Reputation: 21
Below are two simple, crude test programs that try to access out of bounds memory in cpu and gpu code. I put the gpu example separately, so one can test the cpu example with different compilers and examine their behavior.
CPU example
module sizes
integer, save :: size1
integer, save :: size2
end module sizes
module arrays
real, allocatable, save :: testArray1(:, :)
real, allocatable, save :: testArray2(:, :)
end module arrays
subroutine testMemoryAccess
use sizes
use arrays
implicit none
real :: value
value = testArray1(size1+1, size2+1)
print *, 'value', value
end subroutine testMemoryAccess
Program testMemoryAccessOutOfBounds
use sizes
use arrays
implicit none
! set sizes for the example
size1 = 5000
size2 = 2500
allocate (testArray1(size1, size2))
allocate (testArray2(size2, size1))
testArray1 = 1.d0
testArray2 = 2.d0
call testMemoryAccess
end program testMemoryAccessOutOfBounds
GPU example
module sizes
integer, save :: size1
integer, save :: size2
end module sizes
module sizesCuda
integer, device, save :: size1
integer, device, save :: size2
end module sizesCuda
module arrays
real, allocatable, save :: testArray1(:, :)
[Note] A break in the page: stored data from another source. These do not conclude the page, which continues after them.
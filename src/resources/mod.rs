//! CPU and GPU resource types: geometry, materials, textures.

pub mod material;
pub mod mesh;
pub mod texture;

pub use material::{MapFlags, MapSet, Material};
pub use mesh::{Mesh, MeshGroup, MeshPart, Vertex};
pub use texture::Texture;
//! Engine Shell Tests
//!
//! Tests for:
//! - Drop-frame pacing against the total-elapsed clock
//! - Runtime toggle round-trips through the persisted settings record

use std::time::Duration;

use gloam::config::SavedSettings;
use gloam::engine::{FramePacer, TARGET_FPS};
use gloam::renderer::RenderToggles;

// ============================================================================
// Frame Pacing
// ============================================================================

#[test]
fn pacer_skips_until_the_first_interval() {
    let mut pacer = FramePacer::new(60.0);
    let interval = pacer.min_interval();

    // The reference point starts at zero, so even the very first request
    // waits out one full interval.
    assert!(!pacer.admit(Duration::ZERO));
    assert!(!pacer.admit(interval - Duration::from_nanos(1)));
    assert!(pacer.admit(interval));
}

#[test]
fn pacer_skips_inside_the_interval_after_an_admission() {
    let mut pacer = FramePacer::new(60.0);
    let interval = pacer.min_interval();

    assert!(pacer.admit(interval));
    assert!(!pacer.admit(interval + Duration::from_millis(1)));
    assert!(!pacer.admit(interval * 2 - Duration::from_nanos(1)));
    assert!(pacer.admit(interval * 2));
}

#[test]
fn pacer_skipped_requests_keep_the_reference_point() {
    let mut pacer = FramePacer::new(60.0);
    let interval = pacer.min_interval();

    assert!(pacer.admit(interval));
    // A burst of early requests must not push the next admission out.
    for n in 1..10 {
        assert!(!pacer.admit(interval + Duration::from_micros(n)));
    }
    assert!(pacer.admit(interval * 2));
}

#[test]
fn pacer_reset_forgets_the_reference_point() {
    let mut pacer = FramePacer::new(60.0);
    let interval = pacer.min_interval();
    let late = interval * 100;

    assert!(pacer.admit(late));
    assert!(!pacer.admit(late + Duration::from_millis(1)));

    pacer.reset();
    assert!(pacer.admit(late + Duration::from_millis(2)));
}

#[test]
fn pacer_honors_custom_rates() {
    let mut pacer = FramePacer::new(10.0);
    assert_eq!(pacer.min_interval(), Duration::from_millis(100));
    assert!(!pacer.admit(Duration::from_millis(99)));
    assert!(pacer.admit(Duration::from_millis(100)));
}

#[test]
fn default_pacer_matches_the_target_rate() {
    let pacer = FramePacer::default();
    assert_eq!(
        pacer.min_interval(),
        Duration::from_secs_f64(1.0 / TARGET_FPS)
    );
}

// ============================================================================
// Toggle Persistence
// ============================================================================

#[test]
fn toggle_defaults_match_saved_defaults() {
    let toggles = RenderToggles::default();
    let saved = SavedSettings::default();
    assert_eq!(toggles.texture_mapping, saved.texture_mapping);
    assert_eq!(toggles.normal_mapping, saved.normal_mapping);
    assert_eq!(toggles.shadow_mapping, saved.shadow_mapping);
    assert_eq!(toggles.deferred_shading, saved.deferred_shading);
}

#[test]
fn apply_saved_overwrites_only_the_persisted_toggles() {
    let mut toggles = RenderToggles {
        wireframe: true,
        mod_two: true,
        ..RenderToggles::default()
    };
    let saved = SavedSettings {
        texture_mapping: true,
        normal_mapping: false,
        shadow_mapping: false,
        deferred_shading: false,
        flashlight_active: true,
        userlight_active: false,
        moonlight_active: false,
    };

    toggles.apply_saved(&saved);
    assert!(toggles.texture_mapping);
    assert!(!toggles.normal_mapping);
    assert!(!toggles.shadow_mapping);
    assert!(!toggles.deferred_shading);
    assert!(toggles.wireframe, "session-only toggles survive a load");
    assert!(toggles.mod_two, "session-only toggles survive a load");
}

#[test]
fn to_saved_takes_light_flags_from_the_caller() {
    let toggles = RenderToggles {
        texture_mapping: true,
        ..RenderToggles::default()
    };

    let saved = toggles.to_saved(true, false, true);
    assert!(saved.texture_mapping);
    assert!(saved.flashlight_active);
    assert!(!saved.userlight_active);
    assert!(saved.moonlight_active);
}

#[test]
fn toggles_round_trip_through_saved_settings() {
    let original = RenderToggles {
        texture_mapping: true,
        deferred_shading: false,
        ..RenderToggles::default()
    };

    let saved = original.to_saved(false, true, true);
    let mut restored = RenderToggles::default();
    restored.apply_saved(&saved);

    assert_eq!(restored.texture_mapping, original.texture_mapping);
    assert_eq!(restored.normal_mapping, original.normal_mapping);
    assert_eq!(restored.shadow_mapping, original.shadow_mapping);
    assert_eq!(restored.deferred_shading, original.deferred_shading);
}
real, allocatable, save :: testArray2(:, :)
end module arrays
module arraysCuda
real, allocatable, device, save :: testArray1(:, :)
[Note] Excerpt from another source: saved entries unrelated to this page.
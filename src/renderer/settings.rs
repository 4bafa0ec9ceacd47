//! Renderer configuration: runtime toggles and GPU bring-up options.
//!
//! [`RenderToggles`] is the mutable switchboard the application shell flips
//! at runtime; the engine snapshots it at frame start so a mid-frame change
//! can never tear a frame. [`ContextSettings`] is consumed once when the GPU
//! context is created.
//!
//! # Quick Start
//!
//! ```rust,ignore
//! use gloam::renderer::{ContextSettings, RenderToggles};
//!
//! let mut toggles = RenderToggles::default();
//! toggles.wireframe = true;
//!
//! let settings = ContextSettings {
//!     power_preference: wgpu::PowerPreference::LowPower,
//!     ..Default::default()
//! };
//! ```

use crate::config::SavedSettings;

/// Runtime feature switches.
///
/// | Field              | Effect                                        | Default |
/// |--------------------|-----------------------------------------------|---------|
/// | `texture_mapping`  | Sample diffuse/specular maps where present    | `false` |
/// | `normal_mapping`   | Perturb normals by the normal map             | `true`  |
/// | `shadow_mapping`   | Run the shadow-map pass and sample it         | `true`  |
/// | `deferred_shading` | Temporal accumulation (motion blur) path      | `true`  |
/// | `wireframe`        | Line polygon mode for the scene pass          | `false` |
/// | `mod_one`..`three` | Experimental shader modifications             | `false` |
#[derive(Debug, Clone, Copy, PartialEq, Eq)]
pub struct RenderToggles {
    pub texture_mapping: bool,
    pub normal_mapping: bool,
    pub shadow_mapping: bool,
    pub deferred_shading: bool,
    pub wireframe: bool,
    pub mod_one: bool,
    pub mod_two: bool,
    pub mod_three: bool,
}

impl Default for RenderToggles {
    fn default() -> Self {
        Self {
            texture_mapping: false,
            normal_mapping: true,
            shadow_mapping: true,
            deferred_shading: true,
            wireframe: false,
            mod_one: false,
            mod_two: false,
            mod_three: false,
        }
    }
}

impl RenderToggles {
    /// Overwrites the four persisted toggles from a loaded settings file.
    /// Wireframe and the experimental mods are session-only.
    pub fn apply_saved(&mut self, saved: &SavedSettings) {
        self.texture_mapping = saved.texture_mapping;
        self.normal_mapping = saved.normal_mapping;
        self.shadow_mapping = saved.shadow_mapping;
        self.deferred_shading = saved.deferred_shading;
    }

    /// Builds the persistable settings record; the three light flags come
    /// from the scene since they live on the lights themselves.
    #[must_use]
    pub fn to_saved(&self, flashlight: bool, userlight: bool, moonlight: bool) -> SavedSettings {
        SavedSettings {
            texture_mapping: self.texture_mapping,
            normal_mapping: self.normal_mapping,
            shadow_mapping: self.shadow_mapping,
            deferred_shading: self.deferred_shading,
            flashlight_active: flashlight,
            userlight_active: userlight,
            moonlight_active: moonlight,
        }
    }
}

// ---------------------------------------------------------------------------
// ContextSettings
// ---------------------------------------------------------------------------

/// One-shot GPU context configuration.
///
/// | Field               | Description                             | Default           |
/// |---------------------|-----------------------------------------|-------------------|
/// | `backends`          | Forced wgpu backend (or auto)           | `None`            |
/// | `power_preference`  | Adapter selection strategy              | `HighPerformance` |
/// | `required_features` | Features the adapter must support       | `POLYGON_MODE_LINE` |
/// | `required_limits`   | Minimum device limits                   | `Limits::default()` |
///
/// `POLYGON_MODE_LINE` is requested up front so the wireframe toggle can be
/// flipped at runtime without device re-creation.
#[derive(Debug, Clone)]
pub struct ContextSettings {
    pub backends: Option<wgpu::Backends>,
    pub power_preference: wgpu::PowerPreference,
    pub required_features: wgpu::Features,
    pub required_limits: wgpu::Limits,
}

impl Default for ContextSettings {
    fn default() -> Self {
        Self {
            backends: None,
            power_preference: wgpu::PowerPreference::HighPerformance,
            required_features: wgpu::Features::POLYGON_MODE_LINE,
            required_limits: wgpu::Limits::default(),
        }
    }
}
real, allocatable, device, save :: testArray2(:, :)
end module arraysCuda
module cudaKernels
use cudafor
use sizesCuda
use arraysCuda
contains
attributes(global) Subroutine testMemoryAccessCuda
implicit none
integer :: element
real :: value
element = (blockIdx%x - 1)*blockDim%x + threadIdx%x
if (element.eq.1) then
value = testArray1(size1+1, size2+1)
print *, 'value', value
end if
end Subroutine testMemoryAccessCuda
end module cudaKernels
Program testMemoryAccessOutOfBounds
use cudafor
use cudaKernels
use sizes
use sizesCuda, size1_d => size1, size2_d => size2
use arrays
use arraysCuda, testArray1_d => testArray1, testArray2_d => testArray2
implicit none
integer :: istat
! set sizes for the example
size1 = 5000
size2 = 2500
size1_d = size1
size2_d = size2
allocate (testArray1_d(size1, size2))
allocate (testArray2_d(size2, size1))
testArray1_d = 1.d0
testArray2_d = 2.d0
call testMemoryAccessCuda<<<64, 64>>>
istat = cudadevicesynchronize()
end program testMemoryAccessOutOfBounds
When using nvfortran and trying to debug the program, the compiler does not give any warnings for the out of bounds access. Taking a look at the available flags for out of bounds access, both -C and -Mbounds options seem to be doing just that. However, they do not seem to work as intended.
When using ifort for the same thing, the compiler stops and prints the exact line that the out of bounds access was encountered.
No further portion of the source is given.